━━ Provided information
use chrono::{DateTime, Utc};
use serde::{Deserialize, Serialize};
use std::fmt;
use strum_macros::EnumIter;
use uuid::Uuid;

/// Milestones a referred user can reach, each paying the referrer once
#[derive(Debug, Clone, Copy, PartialEq, Eq, Hash, Serialize, Deserialize, EnumIter)]
#[serde(rename_all = "snake_case")]
pub enum ReferralMilestone {
    Signup,
    FirstQuestion,
    FirstAnswer,
    ActiveUser,
}

impl fmt::Display for ReferralMilestone {
    fn fmt(&self, f: &mut fmt::Formatter<'_>) -> fmt::Result {
        write!(
            f,
            "{}",
            match self {
                ReferralMilestone::Signup => "signup",
                ReferralMilestone::FirstQuestion => "first_question",
                ReferralMilestone::FirstAnswer => "first_answer",
                ReferralMilestone::ActiveUser => "active_user",
            }
        )
    }
}

impl ReferralMilestone {
    pub fn parse(value: &str) -> Option<ReferralMilestone> {
        match value {
            "signup" => Some(ReferralMilestone::Signup),
            "first_question" => Some(ReferralMilestone::FirstQuestion),
            "first_answer" => Some(ReferralMilestone::FirstAnswer),
            "active_user" => Some(ReferralMilestone::ActiveUser),
            _ => None,
        }
    }
}

/// Database model for a referral reward record.
/// The `signup` record doubles as the referral relationship itself;
/// later milestones add one record each.
#[derive(Debug, Clone, Serialize, Deserialize)]
pub struct ReferralRewardModel {
    pub id: String,
    pub referrer_id: String,
    pub referred_id: String,
    pub milestone: ReferralMilestone,
    pub pc_reward: i64,
    pub pcon_reward: i64,
    pub created_at: DateTime<Utc>,
}

impl ReferralRewardModel {
    pub fn new(
        referrer_id: &str,
        referred_id: &str,
        milestone: ReferralMilestone,
        pc_reward: i64,
        pcon_reward: i64,
    ) -> Self {
        Self {
            id: Uuid::new_v4().to_string(),
            referrer_id: referrer_id.to_string(),
            referred_id: referred_id.to_string(),
            milestone,
            pc_reward,
            pcon_reward,
            created_at: Utc::now(),
        }
    }
}
pub mod cleanup_task;
pub mod models;
pub mod repository;
pub mod service;

pub use models::{StreakModel, StreakTransition, StreakType};
pub use repository::{InMemoryStreakRepository, PostgresStreakRepository, StreakRepository};
pub use service::{StreakService, StreakUpdate};
use chrono::{DateTime, Utc};
use serde::{Deserialize, Serialize};
use std::fmt;
use uuid::Uuid;

/// Well-known action keys shared with the Q&A services.
/// An action missing from both point tables is a logged no-op, so this
/// list does not need to be exhaustive.
pub mod actions {
    pub const QUESTION_CREATED: &str = "question_created";
    pub const ANSWER_CREATED: &str = "answer_created";
    pub const ANSWER_ACCEPTED: &str = "answer_accepted";
    pub const QUESTION_SOLVED: &str = "question_solved";
    pub const RECEIVED_UPVOTE: &str = "received_upvote";
    pub const RECEIVED_DOWNVOTE: &str = "received_downvote";
    pub const DAILY_LOGIN: &str = "daily_login";
    pub const PROFILE_COMPLETED: &str = "profile_completed";
    pub const ACHIEVEMENT_UNLOCKED: &str = "achievement_unlocked";
    pub const STREAK_MILESTONE: &str = "streak_milestone";
    pub const REFERRAL_SIGNUP: &str = "referral_signup";
    pub const REFERRAL_MILESTONE: &str = "referral_milestone";
}

/// The two point currencies
#[derive(Debug, Clone, Copy, PartialEq, Eq, Hash, Serialize, Deserialize)]
pub enum PointKind {
    Pc,
    Pcon,
}

impl fmt::Display for PointKind {
    fn fmt(&self, f: &mut fmt::Formatter<'_>) -> fmt::Result {
        write!(
            f,
            "{}",
            match self {
                PointKind::Pc => "pc",
                PointKind::Pcon => "pcon",
            }
        )
    }
}

/// Optional reference to the entity an award was triggered by
#[derive(Debug, Clone, Serialize, Deserialize)]
pub struct TargetRef {
    pub target_id: String,
    pub target_type: String,
}

impl TargetRef {
    pub fn new(target_id: impl Into<String>, target_type: impl Into<String>) -> Self {
        Self {
            target_id: target_id.into(),
            target_type: target_type.into(),
        }
    }
}

/// Append-only ledger entry carrying both deltas and both post-change totals
#[derive(Debug, Clone, Serialize, Deserialize, sqlx::FromRow)]
pub struct PointsEntryModel {
    pub id: String,
    pub user_id: String,
    pub action: String,
    pub pc_points_change: i64,
    pub pcon_points_change: i64,
    pub pc_points_total: i64,
    pub pcon_points_total: i64,
    pub target_id: Option<String>,
    pub target_type: Option<String>,
    pub created_at: DateTime<Utc>,
}

impl PointsEntryModel {
    pub fn new(
        user_id: &str,
        action: &str,
        pc_change: i64,
        pcon_change: i64,
        pc_total: i64,
        pcon_total: i64,
        target: Option<&TargetRef>,
    ) -> Self {
        Self {
            id: Uuid::new_v4().to_string(),
            user_id: user_id.to_string(),
            action: action.to_string(),
            pc_points_change: pc_change,
            pcon_points_change: pcon_change,
            pc_points_total: pc_total,
            pcon_points_total: pcon_total,
            target_id: target.map(|t| t.target_id.clone()),
            target_type: target.map(|t| t.target_type.clone()),
            created_at: Utc::now(),
        }
    }
}

/// Outcome of an award call: the applied deltas and the resulting totals
#[derive(Debug, Clone, Serialize, Deserialize)]
pub struct PointsAward {
    pub action: String,
    pub pc_points: i64,
    pub pcon_points: i64,
    pub total_pc: i64,
    pub total_pcon: i64,
}

impl PointsAward {
    /// A zero-effect award for an action configured in neither table
    pub fn noop(action: &str, total_pc: i64, total_pcon: i64) -> Self {
        Self {
            action: action.to_string(),
            pc_points: 0,
            pcon_points: 0,
            total_pc,
            total_pcon,
        }
    }

    pub fn is_noop(&self) -> bool {
        self.pc_points == 0 && self.pcon_points == 0
    }
}

/// Global distribution totals across the whole ledger
#[derive(Debug, Clone, Default, Serialize, Deserialize)]
pub struct PointsDistribution {
    pub total_pc_distributed: i64,
    pub total_pcon_distributed: i64,
    pub total_transactions: i64,
}
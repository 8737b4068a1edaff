use chrono::{DateTime, Utc};
use serde::{Deserialize, Serialize};
use std::fmt;
use strum_macros::EnumIter;
use uuid::Uuid;

/// Badge categories
#[derive(Debug, Clone, Copy, PartialEq, Eq, Hash, Serialize, Deserialize, EnumIter)]
#[serde(rename_all = "snake_case")]
pub enum BadgeType {
    Achievement,
    Rank,
    Special,
    Event,
    Milestone,
}

impl fmt::Display for BadgeType {
    fn fmt(&self, f: &mut fmt::Formatter<'_>) -> fmt::Result {
        write!(
            f,
            "{}",
            match self {
                BadgeType::Achievement => "achievement",
                BadgeType::Rank => "rank",
                BadgeType::Special => "special",
                BadgeType::Event => "event",
                BadgeType::Milestone => "milestone",
            }
        )
    }
}

impl BadgeType {
    pub fn parse(value: &str) -> Option<BadgeType> {
        match value {
            "achievement" => Some(BadgeType::Achievement),
            "rank" => Some(BadgeType::Rank),
            "special" => Some(BadgeType::Special),
            "event" => Some(BadgeType::Event),
            "milestone" => Some(BadgeType::Milestone),
            _ => None,
        }
    }
}

/// Catalog entry for a badge
#[derive(Debug, Clone, Serialize, Deserialize)]
pub struct BadgeModel {
    pub id: String,
    pub name: String,
    pub description: String,
    pub icon: String,
    pub color: String,
    pub badge_type: BadgeType,
    /// Free-form requirements shown to users; awarding is driven by the
    /// rank/achievement/streak flows, not by this field
    #[serde(default)]
    pub requirements: Option<serde_json::Value>,
    #[serde(default)]
    pub is_rare: bool,
    #[serde(default)]
    pub sort_order: i64,
    pub created_at: DateTime<Utc>,
}

/// A badge held by a user, joined with its catalog entry when listed
#[derive(Debug, Clone, Serialize, Deserialize)]
pub struct UserBadgeModel {
    pub id: String,
    pub user_id: String,
    pub badge_id: String,
    pub earned_at: DateTime<Utc>,
    pub is_featured: bool,
    #[serde(default)]
    pub badge: Option<BadgeModel>,
}

impl UserBadgeModel {
    pub fn new(user_id: &str, badge_id: &str, is_featured: bool) -> Self {
        Self {
            id: Uuid::new_v4().to_string(),
            user_id: user_id.to_string(),
            badge_id: badge_id.to_string(),
            earned_at: Utc::now(),
            is_featured,
            badge: None,
        }
    }
}

/// Badge listing filters
#[derive(Debug, Clone, Default, Deserialize)]
pub struct BadgeFilters {
    pub badge_type: Option<BadgeType>,
    pub is_featured: Option<bool>,
    pub search: Option<String>,
}
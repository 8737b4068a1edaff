pub mod catalog;
pub mod models;
pub mod repository;
pub mod service;

pub use models::{
    Achievement, AchievementCategory, AchievementCriteria, AchievementFilters,
    AchievementProgress, AchievementRarity, StatField, UserAchievementModel, UserStatistics,
};
pub use repository::{
    AchievementRepository, InMemoryAchievementRepository, PostgresAchievementRepository,
};
pub use service::AchievementService;
use std::sync::Arc;

use kudos::config::GamificationConfig;
use kudos::engine::{GamificationEngine, InMemoryHandles};
use kudos::event::EventBus;
use kudos::users::{UserModel, UserRepository};

// ============================================================================
// Test Setup Infrastructure
// ============================================================================

pub struct TestSetup {
    pub engine: Arc<GamificationEngine>,
    pub handles: InMemoryHandles,
    pub event_bus: EventBus,
    pub users: Vec<String>,
}

pub struct TestSetupBuilder {
    users: Vec<String>,
    config: GamificationConfig,
}

impl TestSetupBuilder {
    pub fn new() -> Self {
        Self {
            users: vec![],
            config: GamificationConfig::default(),
        }
    }

    pub fn with_users(mut self, users: Vec<&str>) -> Self {
        self.users = users.into_iter().map(|s| s.to_string()).collect();
        self
    }

    pub fn with_single_user(self) -> Self {
        self.with_users(vec!["alice"])
    }

    #[allow(dead_code)]
    pub fn with_config(mut self, config: GamificationConfig) -> Self {
        self.config = config;
        self
    }

    pub async fn build(self) -> TestSetup {
        let event_bus = EventBus::with_default_capacity();
        let (engine, handles) = GamificationEngine::in_memory(self.config, event_bus.clone());

        engine
            .initialize_catalogs()
            .await
            .expect("catalog seeding should succeed");

        for user_id in &self.users {
            handles
                .users
                .create_user(&UserModel::new(
                    user_id.clone(),
                    format!("user-{user_id}"),
                    "Iniciante",
                ))
                .await
                .expect("user creation should succeed");
        }

        TestSetup {
            engine,
            handles,
            event_bus,
            users: self.users,
        }
    }
}

impl Default for TestSetupBuilder {
    fn default() -> Self {
        Self::new()
    }
}
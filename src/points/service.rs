use chrono::Utc;
use std::sync::Arc;
use tracing::{debug, error, info, instrument, warn};

use super::models::{PointsAward, PointsDistribution, TargetRef};
use super::repository::PointsLedgerRepository;
use crate::config::GamificationConfig;
use crate::event::{EventBus, GamificationEvent};
use crate::rank::RankTable;
use crate::shared::AppError;
use crate::users::UserRepository;

/// The points ledger service: resolves action values, applies awards
/// atomically through the ledger repository, and keeps the derived rank
/// in step with the totals.
pub struct PointsService {
    config: Arc<GamificationConfig>,
    ledger: Arc<dyn PointsLedgerRepository>,
    users: Arc<dyn UserRepository>,
    rank_table: RankTable,
    event_bus: EventBus,
}

impl PointsService {
    pub fn new(
        config: Arc<GamificationConfig>,
        ledger: Arc<dyn PointsLedgerRepository>,
        users: Arc<dyn UserRepository>,
        event_bus: EventBus,
    ) -> Self {
        let rank_table = config.rank_table();
        Self {
            config,
            ledger,
            users,
            rank_table,
            event_bus,
        }
    }

    /// Awards points for a configured action.
    ///
    /// An action present in neither table is a warning-level no-op, never
    /// an error; an unknown user on a configured action is NotFound with
    /// nothing written.
    #[instrument(skip(self, target))]
    pub async fn award_for_action(
        &self,
        user_id: &str,
        action: &str,
        target: Option<&TargetRef>,
    ) -> Result<PointsAward, AppError> {
        let pc_delta = self.config.pc_value(action);
        let pcon_delta = self.config.pcon_value(action);

        if pc_delta == 0 && pcon_delta == 0 {
            warn!(action = %action, "No points configured for action");
            let (pc, pcon) = self.current_totals(user_id).await;
            return Ok(PointsAward::noop(action, pc, pcon));
        }

        self.apply(user_id, action, pc_delta, pcon_delta, target)
            .await
    }

    /// Awards explicit amounts outside the action tables (achievement
    /// rewards, streak milestone bonuses, referral payouts)
    #[instrument(skip(self, target))]
    pub async fn award_bonus(
        &self,
        user_id: &str,
        action: &str,
        pc_delta: i64,
        pcon_delta: i64,
        target: Option<&TargetRef>,
    ) -> Result<PointsAward, AppError> {
        if pc_delta == 0 && pcon_delta == 0 {
            let (pc, pcon) = self.current_totals(user_id).await;
            return Ok(PointsAward::noop(action, pc, pcon));
        }

        self.apply(user_id, action, pc_delta, pcon_delta, target)
            .await
    }

    /// Awards a configured action at most once per UTC calendar day.
    /// Returns Ok(None) when the action was already recorded today.
    #[instrument(skip(self, target))]
    pub async fn award_once_per_day(
        &self,
        user_id: &str,
        action: &str,
        target: Option<&TargetRef>,
    ) -> Result<Option<PointsAward>, AppError> {
        let today = Utc::now().date_naive();
        if self.ledger.has_action_on_day(user_id, action, today).await? {
            debug!(user_id = %user_id, action = %action, "Action already awarded today");
            return Ok(None);
        }

        Ok(Some(self.award_for_action(user_id, action, target).await?))
    }

    async fn apply(
        &self,
        user_id: &str,
        action: &str,
        pc_delta: i64,
        pcon_delta: i64,
        target: Option<&TargetRef>,
    ) -> Result<PointsAward, AppError> {
        let entry = self
            .ledger
            .record_award(user_id, action, pc_delta, pcon_delta, target)
            .await?;

        self.event_bus.emit(GamificationEvent::PointsAwarded {
            user_id: user_id.to_string(),
            action: action.to_string(),
            pc_change: pc_delta,
            pcon_change: pcon_delta,
            pc_total: entry.pc_points_total,
            pcon_total: entry.pcon_points_total,
        });

        self.refresh_rank(user_id, entry.pc_points_total, entry.pcon_points_total)
            .await?;

        info!(
            user_id = %user_id,
            action = %action,
            pc = pc_delta,
            pcon = pcon_delta,
            "Points awarded"
        );

        Ok(PointsAward {
            action: action.to_string(),
            pc_points: pc_delta,
            pcon_points: pcon_delta,
            total_pc: entry.pc_points_total,
            total_pcon: entry.pcon_points_total,
        })
    }

    /// Recomputes the rank for the given totals and persists it only when
    /// it differs from the stored one
    async fn refresh_rank(
        &self,
        user_id: &str,
        pc_total: i64,
        pcon_total: i64,
    ) -> Result<String, AppError> {
        let computed = self.rank_table.evaluate(pc_total, pcon_total).to_string();

        let stored = self
            .users
            .get_user(user_id)
            .await?
            .ok_or_else(|| AppError::NotFound("User not found".to_string()))?;

        if stored.rank != computed {
            self.users.set_rank(user_id, &computed).await?;
            info!(user_id = %user_id, rank = %computed, "User rank updated");
            self.event_bus.emit(GamificationEvent::RankChanged {
                user_id: user_id.to_string(),
                previous_rank: stored.rank,
                new_rank: computed.clone(),
            });
        }

        Ok(computed)
    }

    /// Administrative re-sync of the stored rank from the stored totals
    #[instrument(skip(self))]
    pub async fn update_user_rank(&self, user_id: &str) -> Result<String, AppError> {
        let user = self
            .users
            .get_user(user_id)
            .await?
            .ok_or_else(|| AppError::NotFound("User not found".to_string()))?;

        self.refresh_rank(user_id, user.pc_points, user.pcon_points)
            .await
    }

    /// A user's ledger history, most recent first. Advisory data: failures
    /// degrade to an empty list.
    #[instrument(skip(self))]
    pub async fn get_user_points_history(
        &self,
        user_id: &str,
        limit: i64,
    ) -> Vec<super::models::PointsEntryModel> {
        match self.ledger.list_recent(user_id, limit).await {
            Ok(entries) => entries,
            Err(e) => {
                error!(error = %e, user_id = %user_id, "Failed to load points history");
                Vec::new()
            }
        }
    }

    /// Ledger-wide distribution totals. Advisory data: failures degrade to
    /// zeroes.
    pub async fn distribution(&self) -> PointsDistribution {
        match self.ledger.distribution_totals().await {
            Ok(totals) => totals,
            Err(e) => {
                error!(error = %e, "Failed to compute distribution totals");
                PointsDistribution::default()
            }
        }
    }

    async fn current_totals(&self, user_id: &str) -> (i64, i64) {
        match self.users.get_user(user_id).await {
            Ok(Some(user)) => (user.pc_points, user.pcon_points),
            _ => (0, 0),
        }
    }
}

#[cfg(test)]
mod tests {
    use super::*;
    use crate::points::models::actions;
    use crate::points::repository::InMemoryPointsLedger;
    use crate::users::{InMemoryUserRepository, UserModel};

    struct Fixture {
        service: PointsService,
        users: Arc<InMemoryUserRepository>,
        event_bus: EventBus,
    }

    fn fixture_with_user(user_id: &str) -> Fixture {
        let config = Arc::new(GamificationConfig::default());
        let users = Arc::new(InMemoryUserRepository::with_users(vec![UserModel::new(
            user_id.to_string(),
            format!("user-{}", user_id),
            "Iniciante",
        )]));
        let ledger = Arc::new(InMemoryPointsLedger::new(users.clone()));
        let event_bus = EventBus::with_default_capacity();
        let service = PointsService::new(config, ledger, users.clone(), event_bus.clone());
        Fixture {
            service,
            users,
            event_bus,
        }
    }

    #[tokio::test]
    async fn award_for_configured_action_updates_both_currencies() {
        let fx = fixture_with_user("u1");

        let award = fx
            .service
            .award_for_action("u1", actions::ANSWER_ACCEPTED, None)
            .await
            .unwrap();

        assert_eq!(award.pc_points, 25);
        assert_eq!(award.pcon_points, 5);
        assert_eq!(award.total_pc, 25);
        assert_eq!(award.total_pcon, 5);
    }

    #[tokio::test]
    async fn unconfigured_action_is_a_noop() {
        let fx = fixture_with_user("u1");

        let award = fx
            .service
            .award_for_action("u1", "made_coffee", None)
            .await
            .unwrap();

        assert!(award.is_noop());
        assert_eq!(award.total_pc, 0);
    }

    #[tokio::test]
    async fn award_for_unknown_user_fails_not_found() {
        let fx = fixture_with_user("u1");

        let result = fx
            .service
            .award_for_action("ghost", actions::ANSWER_CREATED, None)
            .await;
        assert!(matches!(result.unwrap_err(), AppError::NotFound(_)));
    }

    #[tokio::test]
    async fn downvotes_never_push_totals_negative() {
        let fx = fixture_with_user("u1");

        let award = fx
            .service
            .award_for_action("u1", actions::RECEIVED_DOWNVOTE, None)
            .await
            .unwrap();

        assert_eq!(award.pc_points, -1);
        assert_eq!(award.total_pc, 0);
    }

    #[tokio::test]
    async fn crossing_a_tier_boundary_updates_rank_once() {
        let fx = fixture_with_user("u1");
        let mut receiver = fx.event_bus.subscribe();

        fx.service
            .award_bonus("u1", "backfill", 60, 30, None)
            .await
            .unwrap();

        let user = fx.users.get_user("u1").await.unwrap().unwrap();
        assert_eq!(user.rank, "Colaborador");

        // PointsAwarded then RankChanged
        let first = receiver.recv().await.unwrap();
        assert_eq!(first.event_type(), "points_awarded");
        let second = receiver.recv().await.unwrap();
        assert_eq!(second.event_type(), "rank_changed");

        // Same totals, no further rank event
        fx.service
            .update_user_rank("u1")
            .await
            .unwrap();
        assert!(receiver.try_recv().is_err());
    }

    #[tokio::test]
    async fn once_per_day_award_pays_a_single_time() {
        let fx = fixture_with_user("u1");

        let first = fx
            .service
            .award_once_per_day("u1", actions::DAILY_LOGIN, None)
            .await
            .unwrap();
        assert!(first.is_some());

        let second = fx
            .service
            .award_once_per_day("u1", actions::DAILY_LOGIN, None)
            .await
            .unwrap();
        assert!(second.is_none());
    }

    #[tokio::test]
    async fn history_lists_most_recent_first() {
        let fx = fixture_with_user("u1");

        fx.service
            .award_for_action("u1", actions::QUESTION_CREATED, None)
            .await
            .unwrap();
        fx.service
            .award_for_action("u1", actions::ANSWER_CREATED, None)
            .await
            .unwrap();

        let history = fx.service.get_user_points_history("u1", 10).await;
        assert_eq!(history.len(), 2);
        assert!(history[0].created_at >= history[1].created_at);
    }
}
use std::collections::HashMap;
use std::sync::atomic::{AtomicU64, Ordering};
use std::sync::{Arc, Mutex, PoisonError};
use std::time::Duration;

use tokio::runtime::Handle;
use tokio::task::JoinHandle;

use crate::SchedulerError;

/// Callback run when a timer fires.
pub type TimerCallback = Box<dyn FnOnce() + Send + 'static>;

/// Runs named one-shot delayed callbacks.
///
/// A key identifies at most one pending timer; scheduling a key that is
/// still pending fails with [`SchedulerError::DuplicateKey`]. The key is
/// released before the callback runs, so a callback may schedule the same
/// key again. The callback must not run before `delay` returns; callers may
/// hold their own locks across the call.
pub trait Scheduler: Send + Sync {
    fn delay(
        &self,
        key: &str,
        callback: TimerCallback,
        after: Duration,
    ) -> Result<TimerHandle, SchedulerError>;
}

/// Cancels a pending timer.
pub struct TimerHandle {
    cancel: Option<Box<dyn FnOnce() + Send>>,
}

impl TimerHandle {
    pub fn new(cancel: impl FnOnce() + Send + 'static) -> Self {
        Self {
            cancel: Some(Box::new(cancel)),
        }
    }

    /// Handle that cancels nothing, for timers that already ran.
    pub fn noop() -> Self {
        Self { cancel: None }
    }

    /// Cancels the timer if it has not fired yet. Dropping the handle
    /// leaves the timer running.
    pub fn cancel(mut self) {
        if let Some(cancel) = self.cancel.take() {
            cancel();
        }
    }
}

impl std::fmt::Debug for TimerHandle {
    fn fmt(&self, f: &mut std::fmt::Formatter<'_>) -> std::fmt::Result {
        f.debug_struct("TimerHandle")
            .field("armed", &self.cancel.is_some())
            .finish()
    }
}

type TimerSlots = Arc<Mutex<HashMap<String, (u64, JoinHandle<()>)>>>;

/// Scheduler backed by tokio timers.
///
/// Timers are spawned on the runtime captured at construction, so `delay`
/// may be called from threads outside the runtime. Pending timers are
/// aborted when the scheduler is dropped.
pub struct TokioScheduler {
    runtime: Option<Handle>,
    timers: TimerSlots,
    next_id: AtomicU64,
}

impl Default for TokioScheduler {
    fn default() -> Self {
        Self::new()
    }
}

impl TokioScheduler {
    /// Captures the current runtime, if any. Without one, timers fall back
    /// to whatever runtime is current when `delay` is called.
    pub fn new() -> Self {
        Self {
            runtime: Handle::try_current().ok(),
            timers: TimerSlots::default(),
            next_id: AtomicU64::new(0),
        }
    }

    pub fn with_handle(runtime: Handle) -> Self {
        Self {
            runtime: Some(runtime),
            timers: TimerSlots::default(),
            next_id: AtomicU64::new(0),
        }
    }

    /// Number of timers that have not fired or been cancelled.
    pub fn pending(&self) -> usize {
        self.timers
            .lock()
            .unwrap_or_else(PoisonError::into_inner)
            .len()
    }

    fn next_id(&self) -> u64 {
        self.next_id.fetch_add(1, Ordering::Relaxed)
    }
}

/// Removes `key` only if it still belongs to timer `id`.
fn release(timers: &TimerSlots, key: &str, id: u64) -> Option<JoinHandle<()>> {
    let mut slots = timers.lock().unwrap_or_else(PoisonError::into_inner);
    match slots.get(key) {
        Some((owner, _)) if *owner == id => slots.remove(key).map(|(_, handle)| handle),
        _ => None,
    }
}

impl Scheduler for TokioScheduler {
    fn delay(
        &self,
        key: &str,
        callback: TimerCallback,
        after: Duration,
    ) -> Result<TimerHandle, SchedulerError> {
        let runtime = self
            .runtime
            .clone()
            .or_else(|| Handle::try_current().ok())
            .ok_or(SchedulerError::NoRuntime)?;
        let id = self.next_id();
        let mut slots = self.timers.lock().unwrap_or_else(PoisonError::into_inner);
        if slots.contains_key(key) {
            return Err(SchedulerError::DuplicateKey(key.to_owned()));
        }

        let timers = Arc::clone(&self.timers);
        let owned_key = key.to_owned();
        let task = runtime.spawn(async move {
            tokio::time::sleep(after).await;
            // Dropping our own JoinHandle does not abort the running task.
            drop(release(&timers, &owned_key, id));
            callback();
        });
        slots.insert(key.to_owned(), (id, task));
        drop(slots);

        let timers = Arc::clone(&self.timers);
        let owned_key = key.to_owned();
        Ok(TimerHandle::new(move || {
            if let Some(task) = release(&timers, &owned_key, id) {
                task.abort();
            }
        }))
    }
}

impl std::fmt::Debug for TokioScheduler {
    fn fmt(&self, f: &mut std::fmt::Formatter<'_>) -> std::fmt::Result {
        f.debug_struct("TokioScheduler")
            .field("bound", &self.runtime.is_some())
            .field("pending", &self.pending())
            .finish()
    }
}

impl Drop for TokioScheduler {
    fn drop(&mut self) {
        let mut slots = self.timers.lock().unwrap_or_else(PoisonError::into_inner);
        for (_, (_, task)) in slots.drain() {
            task.abort();
        }
    }
}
━━━━
_Requirement_
If a line in the data contains the string "expect", copy it.

_Response_
            .expect("catalog seeding should succeed");
                .expect("user creation should succeed");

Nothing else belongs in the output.